Field-Weighted Citation Impact (FWCI) is an indicator of the citation impact of a publication. It is calculated by comparing the number of citations actually received by a publication with the number of citations expected for a publication of the same document type, publication year, and subject. FWCI is always defined with reference to a global baseline of 1.0 and intrinsically accounts for differences in citation accrual over time, differences in citation rates for different document ages (e.g., older documents are expected to have accrued more citations than more recently published documents), document types (e.g., reviews typically attract more citations than research articles), and subjects (e.g., publications in medicine accrue citations more quickly than publications in mathematics).

Computer science research is disseminated in a variety of publication types (e.g., journals, conferences, etc.) and forms (e.g., software, code, etc.).
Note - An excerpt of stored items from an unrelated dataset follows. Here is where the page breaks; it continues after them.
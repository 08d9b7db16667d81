//! Domain events
use crate::domain::value_objects::ImportKind;
use uuid::Uuid;

#[derive(Clone, Debug, PartialEq)]
pub enum DomainEvent {
    Batch(BatchEvent),
}

#[derive(Clone, Debug, PartialEq)]
pub enum BatchEvent {
    Started { batch_id: Uuid, kind: ImportKind },
    RowFailed { batch_id: Uuid, row_number: i32, message: String },
    Completed { batch_id: Uuid, successful: i32, errors: i32 },
    Failed { batch_id: Uuid, reason: String },
    Cancelled { batch_id: Uuid },
}

impl DomainEvent {
    /// Emits the event on the current tracing span.
    pub fn log(&self) {
        match self {
            Self::Batch(BatchEvent::Started { batch_id, kind }) => tracing::info!(%batch_id, %kind, "import batch started"),
            Self::Batch(BatchEvent::RowFailed { batch_id, row_number, message }) => tracing::debug!(%batch_id, row_number, %message, "row failed"),
            Self::Batch(BatchEvent::Completed { batch_id, successful, errors }) => tracing::info!(%batch_id, successful, errors, "import batch completed"),
            Self::Batch(BatchEvent::Failed { batch_id, reason }) => tracing::warn!(%batch_id, %reason, "import batch failed"),
            Self::Batch(BatchEvent::Cancelled { batch_id }) => tracing::info!(%batch_id, "import batch cancelled"),
        }
    }
}
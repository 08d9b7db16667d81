//! WooCommerce Catalog Sync - import, sync and transfer service

use std::sync::Arc;
use anyhow::Result;
use sqlx::postgres::PgPoolOptions;
use tracing_subscriber::{layer::SubscriberExt, util::SubscriberInitExt};
use woo_catalog_sync::api::{router, AppState};
use woo_catalog_sync::remote::WooClientFactory;
use woo_catalog_sync::schedule::SyncScheduler;
use woo_catalog_sync::store::PgCatalogStore;
use woo_catalog_sync::{CatalogService, Settings};

#[tokio::main]
async fn main() -> Result<()> {
    dotenvy::dotenv().ok();
    tracing_subscriber::registry().with(tracing_subscriber::EnvFilter::try_from_default_env().unwrap_or_else(|_| "info".into())).with(tracing_subscriber::fmt::layer()).init();

    let settings = Settings::from_env()?;
    let db = PgPoolOptions::new().max_connections(settings.database_max_connections).connect(&settings.database_url).await?;
    sqlx::migrate!("./migrations").run(&db).await?;

    let service = CatalogService::new(
        Arc::new(PgCatalogStore::new(db)),
        Arc::new(WooClientFactory::new(settings.remote)),
        settings.import,
        settings.sync,
    );
    let (shutdown_tx, shutdown_rx) = tokio::sync::watch::channel(false);
    let scheduler = tokio::spawn(SyncScheduler::new(service.clone(), settings.scheduler_tick).run(shutdown_rx));
    let app = router(AppState { service });

    tracing::info!("woo-catalog-sync listening on 0.0.0.0:{}", settings.port);
    axum::serve(tokio::net::TcpListener::bind(format!("0.0.0.0:{}", settings.port)).await?, app)
        .with_graceful_shutdown(async { tokio::signal::ctrl_c().await.ok(); })
        .await?;

    shutdown_tx.send(true).ok();
    scheduler.await?;
    Ok(())
}
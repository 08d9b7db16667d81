//! Exponential backoff shared by every remote call.

use std::fmt::Display;
use std::future::Future;
use std::time::Duration;

#[derive(Clone, Copy, Debug, PartialEq, Eq)]
pub struct RetryPolicy {
    /// Total attempts, including the first one.
    pub max_attempts: u32,
    pub base_delay: Duration,
}

impl Default for RetryPolicy {
    fn default() -> Self { Self { max_attempts: 3, base_delay: Duration::from_secs(1) } }
}

impl RetryPolicy {
    pub fn new(max_attempts: u32, base_delay: Duration) -> Self { Self { max_attempts: max_attempts.max(1), base_delay } }

    /// Delay slept after failed attempt `attempt` (1-based): `base * 2^attempt`.
    pub fn delay_after(&self, attempt: u32) -> Duration {
        self.base_delay.saturating_mul(1u32 << attempt.min(16))
    }
}

/// Runs `op` until it succeeds, returns an error `retryable` rejects, or the
/// attempt budget is spent. `op` receives the 1-based attempt number.
pub async fn with_backoff<T, E, F, Fut>(
    policy: &RetryPolicy,
    label: &str,
    retryable: impl Fn(&E) -> bool,
    mut op: F,
) -> Result<T, E>
where
    F: FnMut(u32) -> Fut,
    Fut: Future<Output = Result<T, E>>,
    E: Display,
{
    let attempts = policy.max_attempts.max(1);
    let mut attempt = 1;
    loop {
        match op(attempt).await {
            Ok(value) => return Ok(value),
            Err(err) if attempt < attempts && retryable(&err) => {
                let delay = policy.delay_after(attempt);
                tracing::debug!(label, attempt, error = %err, delay_ms = delay.as_millis() as u64, "retrying remote call");
                if !delay.is_zero() { tokio::time::sleep(delay).await; }
                attempt += 1;
            }
            Err(err) => {
                tracing::warn!(label, attempt, error = %err, "remote call failed");
                return Err(err);
            }
        }
    }
}
//! Aggregates module
pub mod shop;
pub mod product;
pub mod variation;
pub mod master;
pub mod import_batch;
pub mod schedule;

pub use shop::Shop;
pub use product::{Product, ProductFields, ProductUpsert};
pub use variation::{Variation, VariationFields, VariationUpsert};
pub use master::{ListingFields, ListingUpsert, MasterProduct, MasterUpsert, ShopListing};
pub use import_batch::{BatchCounters, BatchErrorEntry, BatchRecord, BatchStateError, ImportBatch, CANCELLED_BY_USER};
pub use schedule::SyncSchedule;
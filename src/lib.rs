//! WooCommerce Catalog Sync
//!
//! Bulk synchronization between WooCommerce stores and a local Postgres mirror.
//!
//! ## Features
//! - CSV import of parent products and variations, tracked as import batches
//! - Paginated, capped catalog sync with idempotent upserts
//! - Cross-store transfer of mirrored or master products
//! - Per-row error capture with partial-failure recovery and cancellation
//! - Interval-based scheduled syncs with a per-shop sync history

pub mod api;
pub mod config;
pub mod domain;
pub mod import;
pub mod remote;
pub mod schedule;
pub mod service;
pub mod store;
pub mod sync;
pub mod transfer;

use thiserror::Error;
use uuid::Uuid;
use crate::domain::aggregates::BatchStateError;
use crate::domain::value_objects::ErrorCategory;
use crate::remote::RemoteError;

pub use config::Settings;
pub use service::CatalogService;

// =============================================================================
// Error Types
// =============================================================================

#[derive(Error, Debug)]
pub enum CatalogError {
    #[error("Shop not found: {0}")]
    ShopNotFound(Uuid),

    #[error("Import batch not found: {0}")]
    BatchNotFound(Uuid),

    #[error("Product not found: {0}")]
    ProductNotFound(Uuid),

    #[error("No sync schedule for shop {0}")]
    ScheduleNotFound(Uuid),

    #[error("{0}")]
    Validation(String),

    #[error("Could not connect to shop {0}")]
    Connectivity(Uuid),

    #[error("Could not parse import file: {0}")]
    Parse(String),

    #[error(transparent)]
    Remote(#[from] RemoteError),

    #[error(transparent)]
    BatchState(#[from] BatchStateError),

    #[error("Configuration error: {0}")]
    Config(#[from] config::ConfigError),

    #[error("Storage error: {0}")]
    Storage(String),
}

impl CatalogError {
    /// Category recorded when this error is charged to a single row.
    pub fn category(&self) -> ErrorCategory {
        match self {
            Self::Validation(_) | Self::Parse(_) | Self::ProductNotFound(_) => ErrorCategory::Validation,
            Self::Remote(err) => err.category(),
            Self::Connectivity(_) => ErrorCategory::Network,
            Self::ShopNotFound(_) | Self::BatchNotFound(_) | Self::ScheduleNotFound(_) | Self::BatchState(_) | Self::Config(_) | Self::Storage(_) => ErrorCategory::Database,
        }
    }
}

impl From<sqlx::Error> for CatalogError {
    fn from(err: sqlx::Error) -> Self { Self::Storage(err.to_string()) }
}

pub type Result<T> = std::result::Result<T, CatalogError>;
Thus, while article citations may not fully capture research impact in the AI field, they nevertheless play a relevant role, especially for comparative benchmarking of entities on scholarly impact.

According to Elsevier's 2018 AI report (pg54) (also downloadable here) China’s AI research currently has a FWCI of 0.96, whilst the US has an impact of 1.49. The difference has historically been larger, with the US output typically just short of 1 FWCI point higher than China's.

Will US Field-Weighted Citation Impact of AI research remain at least 0.5 higher than China’s in Elsevier's 2019 report?


Resolution

For this question, we will follow the methodology in Elsevier's 2018 AI report, which refers to refer to the data published by Scopus (Elsevier’s abstract and citation database of peer reviewed literature). This question resolves positive if the U.S. has a FWCI of its AI research output (across all document types) in 2019 that exceeds China's by 0.5 or more, and negative otherwise.